> Task description
Where a line of the entries holds the string "directory", copy that line.

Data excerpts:
⟨

//! HTTP surface over the report store

use crate::error::SummarizerError;
use crate::store::{ReportStore, StoredReport};
use axum::extract::State;
use axum::http::StatusCode;
use axum::response::{IntoResponse, Response};
use axum::routing::{get, post};
use axum::{Json, Router};
use chrono::{SecondsFormat, Utc};
use serde::{Deserialize, Serialize};
use serde_json::json;
use tower_http::trace::TraceLayer;
use tracing::error;

/// State shared by all handlers
#[derive(Clone)]
pub struct AppState {
    pub store: ReportStore,
}

#[derive(Debug, Deserialize)]
pub struct ReportIn {
    pub summary: String,
}

#[derive(Serialize)]
struct HealthResponse {
    status: &'static str,
    time: String,
}

/// Latest report, with every field null when the table is empty
#[derive(Debug, Default, Serialize)]
struct LatestReport {
    id: Option<i64>,
    ts: Option<String>,
    summary: Option<String>,
}

impl From<Option<StoredReport>> for LatestReport {
    fn from(row: Option<StoredReport>) -> Self {
        match row {
            Some(r) => Self { id: Some(r.id), ts: Some(r.ts), summary: Some(r.summary) },
            None => Self::default(),
        }
    }
}

pub struct ApiError(SummarizerError);

impl From<SummarizerError> for ApiError {
    fn from(e: SummarizerError) -> Self {
        Self(e)
    }
}

impl IntoResponse for ApiError {
    fn into_response(self) -> Response {
        error!("Request failed: {}", self.0);
        (
            StatusCode::INTERNAL_SERVER_ERROR,
            Json(json!({ "error": self.0.to_string() })),
        )
            .into_response()
    }
}

async fn health() -> Json<HealthResponse> {
    Json(HealthResponse {
        status: "ok",
        time: Utc::now().to_rfc3339_opts(SecondsFormat::Micros, false),
    })
}

async fn add_report(
    State(state): State<AppState>,
    Json(item): Json<ReportIn>,
) -> Result<Json<StoredReport>, ApiError> {
    Ok(Json(state.store.insert(&item.summary).await?))
}

async fn latest_report(State(state): State<AppState>) -> Result<Json<LatestReport>, ApiError> {
    Ok(Json(state.store.latest().await?.into()))
}

pub fn router(state: AppState) -> Router {
    Router::new()
        .route("/health", get(health))
        .route("/reports", post(add_report))
        .route("/latest-report", get(latest_report))
        .layer(TraceLayer::new_for_http())
        .with_state(state)
}
//! Frame store: the frame-index artifact and stored-path resolution

use crate::error::{Result, SummarizerError};
use serde::{Deserialize, Serialize};
use std::path::{Path, PathBuf};
use tracing::debug;

/// File name of the frame index inside a processed video directory
pub const FRAME_INDEX_FILE: &str = "metadata.json";

/// A single extracted frame
#[derive(Debug, Clone, PartialEq, Serialize, Deserialize)]
pub struct Frame {
    pub index: u64,
    pub ts: f64,
    pub path: String,
}

/// Frame-index artifact written by the extractor, ordered by `ts`
#[derive(Debug, Clone, Default, PartialEq, Serialize, Deserialize)]
pub struct FrameIndex {
    #[serde(default)]
    pub video: String,
    #[serde(default)]
    pub frames: Vec<Frame>,
}

impl FrameIndex {
    /// Load `metadata.json` from a processed video directory
    pub fn load(processed_dir: impl AsRef<Path>) -> Result<Self> {
        let path = processed_dir.as_ref().join(FRAME_INDEX_FILE);
        if !path.is_file() {
            return Err(SummarizerError::FrameIndexNotFound(path));
        }

        let text = std::fs::read_to_string(&path)?;
        let index: FrameIndex = serde_json::from_str(&text)
            .map_err(|source| SummarizerError::InvalidFrameIndex { path: path.clone(), source })?;

        debug!("Loaded {} frames from {}", index.frames.len(), path.display());
        Ok(index)
    }

    pub fn save(&self, processed_dir: impl AsRef<Path>) -> Result<PathBuf> {
        let path = processed_dir.as_ref().join(FRAME_INDEX_FILE);
        std::fs::write(&path, serde_json::to_string_pretty(self)?)?;
        Ok(path)
    }
}

/// One way of turning a stored frame path into a readable location.
#[derive(Debug, Clone, PartialEq)]
pub enum Resolution {
    /// The path exactly as stored
    AsStored,
    /// The stored path joined onto the current process directory
    CurrentDir,
    /// The stored file name inside the given directory
    FileNameIn(PathBuf),
}

impl Resolution {
    fn candidate(&self, stored: &Path) -> Option<PathBuf> {
        match self {
            Resolution::AsStored => Some(stored.to_path_buf()),
            Resolution::CurrentDir => std::env::current_dir().ok().map(|cwd| cwd.join(stored)),
            Resolution::FileNameIn(dir) => stored.file_name().map(|name| dir.join(name)),
        }
    }

    /// Returns the candidate location when it exists on disk
    pub fn resolve(&self, stored: &Path) -> Option<PathBuf> {
        self.candidate(stored).filter(|p| p.is_file())
    }
}

/// Ordered list of resolution strategies tried in sequence
#[derive(Debug, Clone)]
pub struct PathResolver {
    strategies: Vec<Resolution>,
}

impl PathResolver {
    pub fn new(strategies: Vec<Resolution>) -> Self {
        Self { strategies }
    }

    /// Stored path, then current directory, then the frame-index directory
    pub fn for_index_dir(processed_dir: impl Into<PathBuf>) -> Self {
        Self::new(vec![
            Resolution::AsStored,
            Resolution::CurrentDir,
            Resolution::FileNameIn(processed_dir.into()),
        ])
    }

    /// First location found, or the stored path unchanged when none is
    pub fn resolve(&self, stored: &str) -> PathBuf {
        let stored = Path::new(stored);
        self.strategies
            .iter()
            .find_map(|s| s.resolve(stored))
            .unwrap_or_else(|| {
                debug!("No readable location for {}", stored.display());
                stored.to_path_buf()
            })
    }
}

impl Default for PathResolver {
    fn default() -> Self {
        Self::new(vec![Resolution::AsStored, Resolution::CurrentDir])
    }
}
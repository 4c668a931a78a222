//! Recovering a JSON summary from free-form oracle output
//!
//! Oracle responses are supposed to carry exactly one JSON object between
//! `<JSON_START>` and `<JSON_END>`, but frequently don't. Extraction falls
//! through three tiers:
//!
//! 1. the trimmed text between the markers, when both are present and the
//!    interior is non-empty;
//! 2. the first balanced `{...}` found by depth-counted brace matching;
//! 3. nothing.
//!
//! Parsing never fails: every outcome maps to a summary plus a confidence,
//! with confidence 0.0 whenever the response could not be used as intended.

use crate::caption::CaptionedFrame;
use serde_json::Value;

pub const JSON_START: &str = "<JSON_START>";
pub const JSON_END: &str = "<JSON_END>";

/// Maximum characters kept when falling back to joined captions
pub const CAPTION_FALLBACK_CHARS: usize = 400;

/// Trimmed text between the first start marker and the next end marker
pub fn extract_between_markers(text: &str) -> Option<&str> {
    let start = text.find(JSON_START)? + JSON_START.len();
    let len = text[start..].find(JSON_END)?;
    Some(text[start..start + len].trim())
}

/// Best-effort JSON object text from raw oracle output
pub fn extract_first_json(text: &str) -> Option<&str> {
    if let Some(between) = extract_between_markers(text).filter(|s| !s.is_empty()) {
        return Some(between);
    }

    let open = text.find('{')?;
    let mut depth = 0usize;
    for (offset, ch) in text[open..].char_indices() {
        match ch {
            '{' => depth += 1,
            '}' => {
                depth -= 1;
                if depth == 0 {
                    return Some(&text[open..=open + offset]);
                }
            }
            _ => {}
        }
    }
    None
}

/// How a window summary was obtained from the oracle output
#[derive(Debug, Clone, Copy, PartialEq, Eq)]
pub enum SummarySource {
    /// JSON object with a non-null `summary`
    Json,
    /// Valid JSON without a usable `summary`, rendered as text
    WrappedJson,
    /// Extracted text that wasn't valid JSON
    RawText,
    /// No JSON at all; captions joined instead
    Captions,
}

#[derive(Debug, Clone, PartialEq)]
pub struct ParsedSummary {
    pub summary: String,
    pub confidence: f64,
    pub source: SummarySource,
}

impl ParsedSummary {
    pub fn is_fallback(&self) -> bool {
        self.source != SummarySource::Json
    }
}

/// Interpret a window summarization response.
pub fn parse_window_response(raw: &str, captions: &[CaptionedFrame]) -> ParsedSummary {
    let Some(json_text) = extract_first_json(raw) else {
        return ParsedSummary {
            summary: joined_captions(captions),
            confidence: 0.0,
            source: SummarySource::Captions,
        };
    };

    match serde_json::from_str::<Value>(json_text) {
        Ok(parsed) => match summary_of(&parsed) {
            Some(summary) => ParsedSummary {
                summary: value_text(summary),
                confidence: confidence_of(&parsed),
                source: SummarySource::Json,
            },
            None => ParsedSummary {
                summary: parsed.to_string(),
                confidence: confidence_of(&parsed),
                source: SummarySource::WrappedJson,
            },
        },
        Err(_) => ParsedSummary {
            summary: json_text.to_string(),
            confidence: 0.0,
            source: SummarySource::RawText,
        },
    }
}

/// Result of a refinement response that parsed as a JSON object
#[derive(Debug, Clone, PartialEq)]
pub struct RefinedSummary {
    /// `None` when the object had no `summary` or it was `null`
    pub summary: Option<String>,
    pub confidence: f64,
}

/// Interpret a refinement response; `None` means the caller keeps its original.
pub fn parse_refine_response(raw: &str) -> Option<RefinedSummary> {
    let parsed: Value = serde_json::from_str(extract_first_json(raw)?).ok()?;
    if !parsed.is_object() {
        return None;
    }
    Some(RefinedSummary {
        summary: summary_of(&parsed).map(value_text),
        confidence: confidence_of(&parsed),
    })
}

fn joined_captions(captions: &[CaptionedFrame]) -> String {
    captions
        .iter()
        .map(|c| c.caption.as_str())
        .collect::<Vec<_>>()
        .join(" ")
        .chars()
        .take(CAPTION_FALLBACK_CHARS)
        .collect()
}

/// The `summary` value, treating an explicit `null` as absent
fn summary_of(value: &Value) -> Option<&Value> {
    value.get("summary").filter(|s| !s.is_null())
}

fn value_text(value: &Value) -> String {
    match value {
        Value::String(s) => s.clone(),
        other => other.to_string(),
    }
}

/// `confidence` of an object clamped into [0, 1]; 0.0 when absent or unusable
fn confidence_of(value: &Value) -> f64 {
    let raw = match value.get("confidence") {
        Some(Value::Number(n)) => n.as_f64(),
        Some(Value::String(s)) => s.trim().parse::<f64>().ok(),
        _ => None,
    };
    raw.filter(|c| c.is_finite()).map(|c| c.clamp(0.0, 1.0)).unwrap_or(0.0)
}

⟩

> Expected answer
/// File name of the frame index inside a processed video directory
    /// Load `metadata.json` from a processed video directory
    /// The stored path joined onto the current process directory
    /// The stored file name inside the given directory
    /// Stored path, then current directory, then the frame-index directory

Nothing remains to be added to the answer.